The safaris can be booked online here (Rajasthan government website) 90 days in advance. It's a long and tedious process especially for foreigners whose cards may not be accepted. However, while booking online you have the option from choosing a safari in the core zones or other zones.
There are several other places that you should plan a trip to. Start off with the Ranthambore Fort, offering the best view of the national park. One of the historic forts in the country, hordes of langur roam the grounds here, so beware of them as they will attempt to steal your belongings and food. Interestingly, a Digambar Jain Temple, a mosque, and a dargah have been constructed within the confines of this marvellous fort.
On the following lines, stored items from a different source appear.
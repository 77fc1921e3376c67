//! Conversions between scaled integer amounts and decimal text

use thiserror::Error;

use crate::math::*;
use crate::state::*;

#[derive(Debug, Clone, PartialEq, Eq, Error)]
pub enum AmountError {
    #[error("amount is empty")]
    Empty,

    #[error("invalid character {0:?} in amount")]
    InvalidCharacter(char),

    #[error("amount has more than 6 decimal places")]
    TooManyDecimals,

    #[error("amount is too large")]
    Overflow,
}

/// Parse a decimal token amount ("10000", "12.5", ".25") into scaled units
pub fn parse_amount(input: &str) -> Result<Amount, AmountError> {
    let s = input.trim();
    let (whole, frac) = match s.split_once('.') {
        Some((w, f)) => (w, f),
        None => (s, ""),
    };
    if whole.is_empty() && frac.is_empty() {
        return Err(AmountError::Empty);
    }
    if let Some(c) = whole.chars().chain(frac.chars()).find(|c| !c.is_ascii_digit()) {
        return Err(AmountError::InvalidCharacter(c));
    }
    if frac.len() > AMOUNT_DECIMALS as usize {
        return Err(AmountError::TooManyDecimals);
    }

    let mut scaled: Amount = 0;
    for c in whole.chars() {
        scaled = scaled
            .checked_mul(10)
            .and_then(|v| v.checked_add(c as u128 - '0' as u128))
            .ok_or(AmountError::Overflow)?;
    }
    scaled = scaled.checked_mul(AMOUNT_SCALE).ok_or(AmountError::Overflow)?;

    let mut frac_units: Amount = 0;
    for c in frac.chars() {
        frac_units = frac_units * 10 + (c as u128 - '0' as u128);
    }
    frac_units *= 10u128.pow(AMOUNT_DECIMALS - frac.len() as u32);

    scaled.checked_add(frac_units).ok_or(AmountError::Overflow)
}

/// Two decimals, half-up on the third ("1.23")
pub fn format_amount(amount: Amount) -> String {
    let cents = add_u128(amount, 5_000) / 10_000;
    format!("{}.{:02}", cents / 100, cents % 100)
}

/// Every significant decimal, at least one ("10000.0", "295.89041")
pub fn format_amount_exact(amount: Amount) -> String {
    let whole = amount / AMOUNT_SCALE;
    let frac = format!("{:06}", amount % AMOUNT_SCALE);
    let frac = frac.trim_end_matches('0');
    if frac.is_empty() {
        format!("{}.0", whole)
    } else {
        format!("{}.{}", whole, frac)
    }
}

/// Basis points as a percentage ("12.00%")
pub fn format_bps(bps: Bps) -> String {
    format!("{}%", format_fixed(bps as u128, 2))
}

/// Integer with an implied number of decimals (`format_fixed(328, 4)` is "0.0328")
pub fn format_fixed(value: u128, decimals: u32) -> String {
    if decimals == 0 {
        return value.to_string();
    }
    let scale = 10u128.pow(decimals);
    format!(
        "{}.{:0width$}",
        value / scale,
        value % scale,
        width = decimals as usize
    )
}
Also lying inside the Ranthambore National Park are three lakes. The largest, Padam Talao gets its name from the large number of lotuses that it houses. Also, on its fringes, you'll find the Jogi Mahal providing with a breathtaking spot for photos. The Malik Talao, which happens to be the smallest of the lakes, is overly populated with Marsh Crocodiles. If you happen to be in love with reptiles, mark this place as a must visit on your bucket list. The last lake in the park is the Raj Bagh Talao of which Sambar Deers and Egrets are regular patrons. Additionally, this lake falls under the prime tiger spotting area.
Take a look at options for stay here.
Jeep Safari: INR 897 for Indians, INR 1,637 for foreigners. For children under the age of five, it is free.
Canter Safari: INR 562 for Indians and INR 1,302 for foreigners.